### Task details
Restate every entry word for word.

-- Materials provided follows --

//! Structural comments written by the slicer
//!
//! Layer markers, the per-print layer height, mesh boundaries, and the
//! embedded settings block that carries machine limits.

use regex::Regex;
use serde::{Deserialize, Serialize};
use std::collections::HashMap;
use std::sync::OnceLock;

const LAYER_COUNT_PREFIX: &str = ";LAYER_COUNT:";
const LAYER_PREFIX: &str = ";LAYER:";
const LAYER_HEIGHT_PREFIX: &str = ";Layer height:";
const MESH_PREFIX: &str = ";MESH:";
const NON_MESH: &str = "NONMESH";

/// Prefix of an embedded settings line
pub const SETTINGS_PREFIX: &str = ";SETTING_3 ";

/// Which side of a mesh boundary the following lines belong to
#[derive(Debug, Clone, PartialEq, Eq, Serialize, Deserialize)]
pub enum MeshBoundary {
    /// Moves that belong to no mesh (end-of-layer travel)
    NonMesh,
    /// Start of a named mesh
    Mesh(String),
}

/// A recognised structural comment
#[derive(Debug, Clone, PartialEq, Serialize, Deserialize)]
pub enum Marker {
    /// Total number of layers in the print
    LayerCount(u32),
    /// Slice thickness in mm
    LayerHeight(f64),
    /// Start of a layer, carrying the slicer's 0-based index
    LayerStart(i64),
    /// Mesh boundary
    Mesh(MeshBoundary),
    /// One fragment of the embedded settings payload
    Settings(String),
}

impl Marker {
    /// Parse a structural comment; unrelated or malformed lines yield `None`
    pub fn parse(line: &str) -> Option<Marker> {
        let line = line.trim_end_matches(['\r', '\n']);
        if let Some(rest) = line.strip_prefix(LAYER_COUNT_PREFIX) {
            return rest.trim().parse().ok().map(Marker::LayerCount);
        }
        if let Some(rest) = line.strip_prefix(LAYER_PREFIX) {
            return rest.trim().parse().ok().map(Marker::LayerStart);
        }
        if let Some(rest) = line.strip_prefix(LAYER_HEIGHT_PREFIX) {
            return rest
                .trim()
                .parse::<f64>()
                .ok()
                .filter(|h| h.is_finite() && *h > 0.0)
                .map(Marker::LayerHeight);
        }
        if let Some(rest) = line.strip_prefix(MESH_PREFIX) {
            let name = rest.trim();
            return Some(Marker::Mesh(if name == NON_MESH {
                MeshBoundary::NonMesh
            } else {
                MeshBoundary::Mesh(name.to_string())
            }));
        }
        line.strip_prefix(SETTINGS_PREFIX)
            .map(|payload| Marker::Settings(payload.to_string()))
    }

    /// 1-based layer number for a layer start marker
    pub fn layer_number(&self) -> Option<i64> {
        match self {
            Marker::LayerStart(index) => Some(index + 1),
            _ => None,
        }
    }
}

fn leading_number_regex() -> &'static Regex {
    static NUMBER_REGEX: OnceLock<Regex> = OnceLock::new();
    NUMBER_REGEX.get_or_init(|| {
        Regex::new(r"^[-+]?(?:\d+(?:\.\d*)?|\.\d+)(?:[eE][-+]?\d+)?").expect("invalid regex pattern")
    })
}

/// `key = value` pairs recovered from the embedded settings block
#[derive(Debug, Clone, Default, PartialEq)]
pub struct EmbeddedSettings {
    entries: HashMap<String, String>,
}

impl EmbeddedSettings {
    /// Collect every settings fragment from the given lines
    ///
    /// Fragments are concatenated in order and literal `\n` sequences are
    /// turned back into line breaks before the pairs are read.
    pub fn from_lines<'a>(lines: impl IntoIterator<Item = &'a str>) -> Self {
        let payload: String = lines
            .into_iter()
            .filter_map(|line| line.trim_end_matches(['\r', '\n']).strip_prefix(SETTINGS_PREFIX))
            .collect();
        Self::from_payload(&payload)
    }

    /// Read pairs from an already concatenated payload
    pub fn from_payload(payload: &str) -> Self {
        let text = payload.replace("\\n", "\n");
        let entries = text
            .lines()
            .filter_map(|line| {
                let (key, value) = line.split_once('=')?;
                let key = key.trim().trim_matches(|c: char| c == '"' || c == '{');
                if key.is_empty() || key.contains(char::is_whitespace) {
                    return None;
                }
                Some((key.to_string(), value.trim().to_string()))
            })
            .collect();
        Self { entries }
    }

    /// Raw value for a key
    pub fn get(&self, key: &str) -> Option<&str> {
        self.entries.get(key).map(String::as_str)
    }

    /// Numeric value for a key, reading only the leading number
    pub fn get_f64(&self, key: &str) -> Option<f64> {
        let value = self.get(key)?;
        leading_number_regex()
            .find(value)
            .and_then(|m| m.as_str().parse::<f64>().ok())
            .filter(|v| v.is_finite())
    }

    /// Number of pairs found
    pub fn len(&self) -> usize {
        self.entries.len()
    }

    /// Whether no pairs were found
    pub fn is_empty(&self) -> bool {
        self.entries.is_empty()
    }
}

-- Materials provided concluded --

### Response
//! Structural comments written by the slicer
//!
//! Layer markers, the per-print layer height, mesh boundaries, and the
//! embedded settings block that carries machine limits.

use regex::Regex;
use serde::{Deserialize, Serialize};
use std::collections::HashMap;
use std::sync::OnceLock;

const LAYER_COUNT_PREFIX: &str = ";LAYER_COUNT:";
const LAYER_PREFIX: &str = ";LAYER:";
const LAYER_HEIGHT_PREFIX: &str = ";Layer height:";
const MESH_PREFIX: &str = ";MESH:";
const NON_MESH: &str = "NONMESH";

/// Prefix of an embedded settings line
pub const SETTINGS_PREFIX: &str = ";SETTING_3 ";

/// Which side of a mesh boundary the following lines belong to
#[derive(Debug, Clone, PartialEq, Eq, Serialize, Deserialize)]
pub enum MeshBoundary {
    /// Moves that belong to no mesh (end-of-layer travel)
    NonMesh,
    /// Start of a named mesh
    Mesh(String),
}

/// A recognised structural comment
#[derive(Debug, Clone, PartialEq, Serialize, Deserialize)]
pub enum Marker {
    /// Total number of layers in the print
    LayerCount(u32),
    /// Slice thickness in mm
    LayerHeight(f64),
    /// Start of a layer, carrying the slicer's 0-based index
    LayerStart(i64),
    /// Mesh boundary
    Mesh(MeshBoundary),
    /// One fragment of the embedded settings payload
    Settings(String),
}

impl Marker {
    /// Parse a structural comment; unrelated or malformed lines yield `None`
    pub fn parse(line: &str) -> Option<Marker> {
        let line = line.trim_end_matches(['\r', '\n']);
        if let Some(rest) = line.strip_prefix(LAYER_COUNT_PREFIX) {
            return rest.trim().parse().ok().map(Marker::LayerCount);
        }
        if let Some(rest) = line.strip_prefix(LAYER_PREFIX) {
            return rest.trim().parse().ok().map(Marker::LayerStart);
        }
        if let Some(rest) = line.strip_prefix(LAYER_HEIGHT_PREFIX) {
            return rest
                .trim()
                .parse::<f64>()
                .ok()
                .filter(|h| h.is_finite() && *h > 0.0)
                .map(Marker::LayerHeight);
        }
        if let Some(rest) = line.strip_prefix(MESH_PREFIX) {
            let name = rest.trim();
            return Some(Marker::Mesh(if name == NON_MESH {
                MeshBoundary::NonMesh
            } else {
                MeshBoundary::Mesh(name.to_string())
            }));
        }
        line.strip_prefix(SETTINGS_PREFIX)
            .map(|payload| Marker::Settings(payload.to_string()))
    }

    /// 1-based layer number for a layer start marker
    pub fn layer_number(&self) -> Option<i64> {
        match self {
            Marker::LayerStart(index) => Some(index + 1),
            _ => None,
        }
    }
}

fn leading_number_regex() -> &'static Regex {
    static NUMBER_REGEX: OnceLock<Regex> = OnceLock::new();
    NUMBER_REGEX.get_or_init(|| {
        Regex::new(r"^[-+]?(?:\d+(?:\.\d*)?|\.\d+)(?:[eE][-+]?\d+)?").expect("invalid regex pattern")
    })
}

/// `key = value` pairs recovered from the embedded settings block
#[derive(Debug, Clone, Default, PartialEq)]
pub struct EmbeddedSettings {
    entries: HashMap<String, String>,
}

impl EmbeddedSettings {
    /// Collect every settings fragment from the given lines
    ///
    /// Fragments are concatenated in order and literal `\n` sequences are
    /// turned back into line breaks before the pairs are read.
    pub fn from_lines<'a>(lines: impl IntoIterator<Item = &'a str>) -> Self {
        let payload: String = lines
            .into_iter()
            .filter_map(|line| line.trim_end_matches(['\r', '\n']).strip_prefix(SETTINGS_PREFIX))
            .collect();
        Self::from_payload(&payload)
    }

    /// Read pairs from an already concatenated payload
    pub fn from_payload(payload: &str) -> Self {
        let text = payload.replace("\\n", "\n");
        let entries = text
            .lines()
            .filter_map(|line| {
                let (key, value) = line.split_once('=')?;
                let key = key.trim().trim_matches(|c: char| c == '"' || c == '{');
                if key.is_empty() || key.contains(char::is_whitespace) {
                    return None;
                }
                Some((key.to_string(), value.trim().to_string()))
            })
            .collect();
        Self { entries }
    }

    /// Raw value for a key
    pub fn get(&self, key: &str) -> Option<&str> {
        self.entries.get(key).map(String::as_str)
    }

    /// Numeric value for a key, reading only the leading number
    pub fn get_f64(&self, key: &str) -> Option<f64> {
        let value = self.get(key)?;
        leading_number_regex()
            .find(value)
            .and_then(|m| m.as_str().parse::<f64>().ok())
            .filter(|v| v.is_finite())
    }

    /// Number of pairs found
    pub fn len(&self) -> usize {
        self.entries.len()
    }

    /// Whether no pairs were found
    pub fn is_empty(&self) -> bool {
        self.entries.is_empty()
    }
}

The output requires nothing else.